I'd like to make sure this can be easily understood by rank laypeople.
herebedragons writes:
A
phylogeny is a hypothesis about the evolutionary history of a group of taxa...
About "phylogeny," is this the way biologists actually use the term? I'm asking because when I look "phylogeny" up in the dictionary it seems like the above could be more easily understood if it were phrased like this: "A
phylogenetic tree is a
specific hypothesis about the evolutionary history of a group of taxa..."
Thus, the various phylogenetic methods have been developed to provide researchers with ways to evaluate those hypotheses and determine which hypothesis is the best.
A natural objection might be that selecting the best among a bunch of poor hypotheses is not of much value. What tells us that the better hypotheses have a fair chance of being true?
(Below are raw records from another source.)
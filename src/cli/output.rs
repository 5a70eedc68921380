//! CLI output: error mapping from domain errors to the CLI surface.

use crate::error::ApiError;

/// Message printed for a failed command.
pub fn map_error(e: &ApiError) -> String {
    match e {
        ApiError::ConfigError(message) => format!("configuration error: {}", message),
        other => other.to_string(),
    }
}
//! Node constructors, one per node kind.

use crate::cache::ModelCache;
use crate::context::{join_package, AspectNames, GenerationContext};
use crate::error::ModelError;
use crate::node::{
    classify, CacheKey, EnumNode, GenerationNode, GenerationRef, GenerationalTypeNode, ModelNode,
    NodeBody, NodeKind, SupertypeRef, TableNode, TypeNode,
};
use crate::source::{ModelStore, SourceObject, SourceProperties};
use std::sync::{Arc, OnceLock};
use tracing::trace;

/// Keys currently under construction on this call chain
#[derive(Debug, Clone, Default)]
pub(crate) struct ConstructionPath {
    entries: Vec<(CacheKey, String)>,
}

impl ConstructionPath {
    pub fn contains(&self, key: &CacheKey) -> bool {
        self.entries.iter().any(|(k, _)| k == key)
    }

    pub fn child(&self, key: CacheKey, name: &str) -> Self {
        let mut entries = self.entries.clone();
        entries.push((key, name.to_string()));
        Self { entries }
    }

    /// Qualified names along the path, closed with `last`.
    pub fn cycle(&self, last: &str) -> Vec<String> {
        let mut path: Vec<String> = self.entries.iter().map(|(_, n)| n.clone()).collect();
        path.push(last.to_string());
        path
    }
}

pub(crate) fn construct(
    cache: &ModelCache,
    source: &Arc<SourceObject>,
    requested: NodeKind,
    context: &Arc<GenerationContext>,
    path: &ConstructionPath,
) -> Result<ModelNode, ModelError> {
    let kind = classify(source, requested)?;
    let key = CacheKey {
        source: source.id(),
        kind,
        context: context.id(),
    };
    let store = cache.store().clone();
    trace!(object = %source.qualified_name(), kind = %kind, "Constructing node");

    let (names, supertype, body, declaring) = match (kind, source.properties()) {
        (NodeKind::Type | NodeKind::GenerationalType, SourceProperties::Type(props)) => {
            check_supertype_chain(store.as_ref(), source)?;

            let supertype = match &props.supertype {
                Some(name) => {
                    let super_source = store.find(name)?.ok_or_else(|| {
                        ModelError::UnknownSupertype {
                            qualified_name: source.qualified_name().to_string(),
                            supertype: name.clone(),
                        }
                    })?;
                    let parent = cache.get_or_create_within(&super_source, kind, context, path)?;
                    Some(SupertypeRef {
                        key: *parent.key(),
                        qualified_name: name.clone(),
                        names: parent.names().clone(),
                    })
                }
                None => None,
            };

            let configuration_link = match props.configuration_link.as_deref() {
                Some(name) => store
                    .find(name)?
                    .filter(|linked| linked.kind().is_type())
                    .map(|linked| context.type_names(linked.package(), linked.name())),
                None => None,
            };
            let ty = TypeNode {
                is_abstract: props.is_abstract,
                configuration_link,
            };

            let body = if kind == NodeKind::GenerationalType {
                let mut generations = Vec::with_capacity(props.generations.len());
                for id in &props.generations {
                    let generation = store
                        .get(id)?
                        .ok_or_else(|| ModelError::SourceNotFound(id.to_string()))?;
                    let valid_from = generation
                        .generation_properties()
                        .map(|g| g.valid_from)
                        .ok_or_else(|| ModelError::KindMismatch {
                            qualified_name: generation.qualified_name().to_string(),
                            kind: generation.kind().to_string(),
                            requested: NodeKind::Generation.to_string(),
                        })?;
                    generations.push(GenerationRef {
                        key: CacheKey {
                            source: *id,
                            kind: NodeKind::Generation,
                            context: context.id(),
                        },
                        valid_from,
                    });
                }
                generations.sort_by_key(|g| g.valid_from);
                NodeBody::GenerationalType(GenerationalTypeNode { ty, generations })
            } else {
                NodeBody::Type(ty)
            };

            (
                context.type_names(source.package(), source.name()),
                supertype,
                body,
                source.clone(),
            )
        }
        (NodeKind::Generation, SourceProperties::Generation(props)) => {
            let owner = store
                .get(&props.owner)?
                .ok_or_else(|| ModelError::SourceNotFound(props.owner_name.clone()))?;
            let date_suffix = props.valid_from.format("%Y%m%d").to_string();
            let names = generation_names(context, &owner, &date_suffix);
            let body = NodeBody::Generation(GenerationNode {
                owner: CacheKey {
                    source: owner.id(),
                    kind: NodeKind::GenerationalType,
                    context: context.id(),
                },
                owner_name: owner.qualified_name().to_string(),
                valid_from: props.valid_from,
                date_suffix,
            });
            (names, None, body, owner)
        }
        (NodeKind::Table, SourceProperties::Table(props)) => {
            let name = join_package(&context.target_package(source.package()), source.name());
            let body = NodeBody::Table(TableNode {
                row_class: format!("{}Row", source.name()),
                unique_keys: props.unique_keys.clone(),
            });
            (single_name(name), None, body, source.clone())
        }
        (NodeKind::Enum, SourceProperties::Enum(props)) => {
            let name = join_package(&context.target_package(source.package()), source.name());
            let body = NodeBody::Enum(EnumNode {
                values: props.values.clone(),
            });
            (single_name(name), None, body, source.clone())
        }
        _ => {
            return Err(ModelError::KindMismatch {
                qualified_name: source.qualified_name().to_string(),
                kind: source.kind().to_string(),
                requested: kind.to_string(),
            })
        }
    };

    Ok(ModelNode {
        key,
        source: source.clone(),
        declaring,
        context: context.clone(),
        store,
        names,
        supertype,
        body,
        resolved: OnceLock::new(),
    })
}

fn single_name(name: String) -> AspectNames {
    AspectNames {
        interface: name.clone(),
        implementation: name,
    }
}

/// `<impl package>.<Owner><Gen>_<yyyymmdd>`; the published interface is shared
/// by all generations of the owner.
fn generation_names(context: &GenerationContext, owner: &SourceObject, date_suffix: &str) -> AspectNames {
    let naming = context.naming();
    let implementation = join_package(
        &context.implementation_package(owner.package()),
        &format!("{}{}_{}", owner.name(), naming.generation_suffix, date_suffix),
    );
    let interface = if context.features().published_interfaces {
        join_package(
            &context.target_package(owner.package()),
            &format!(
                "{}{}{}",
                naming.interface_prefix,
                owner.name(),
                naming.generation_suffix
            ),
        )
    } else {
        implementation.clone()
    };
    AspectNames {
        interface,
        implementation,
    }
}

/// Walk the supertype chain through the store; a revisited name is a cycle.
fn check_supertype_chain(store: &dyn ModelStore, source: &SourceObject) -> Result<(), ModelError> {
    let mut seen = vec![source.qualified_name().to_string()];
    let mut current = source.supertype().map(str::to_string);
    while let Some(name) = current {
        if seen.contains(&name) {
            seen.push(name);
            return Err(ModelError::Cyclic { path: seen });
        }
        current = store
            .find(&name)?
            .and_then(|o| o.supertype().map(str::to_string));
        seen.push(name);
    }
    Ok(())
}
You go on to describe some evaluation criteria like optimality, but giving a name to a criteria in this case explains little.
For example, if a phylogeny of 20 taxa were presented based on 200 nucleotide characters optimized by parsimony,..
"Nucleotide characters" means groups of three nucleotides that program for amino acids? Or do just mean individual nucleotides?
However, if those same taxa were evaluated using 5000 nucleotide characters from 4 genes optimized by maximum-likelihood with bootstrap support values >90%...
You might be descending into jargon here.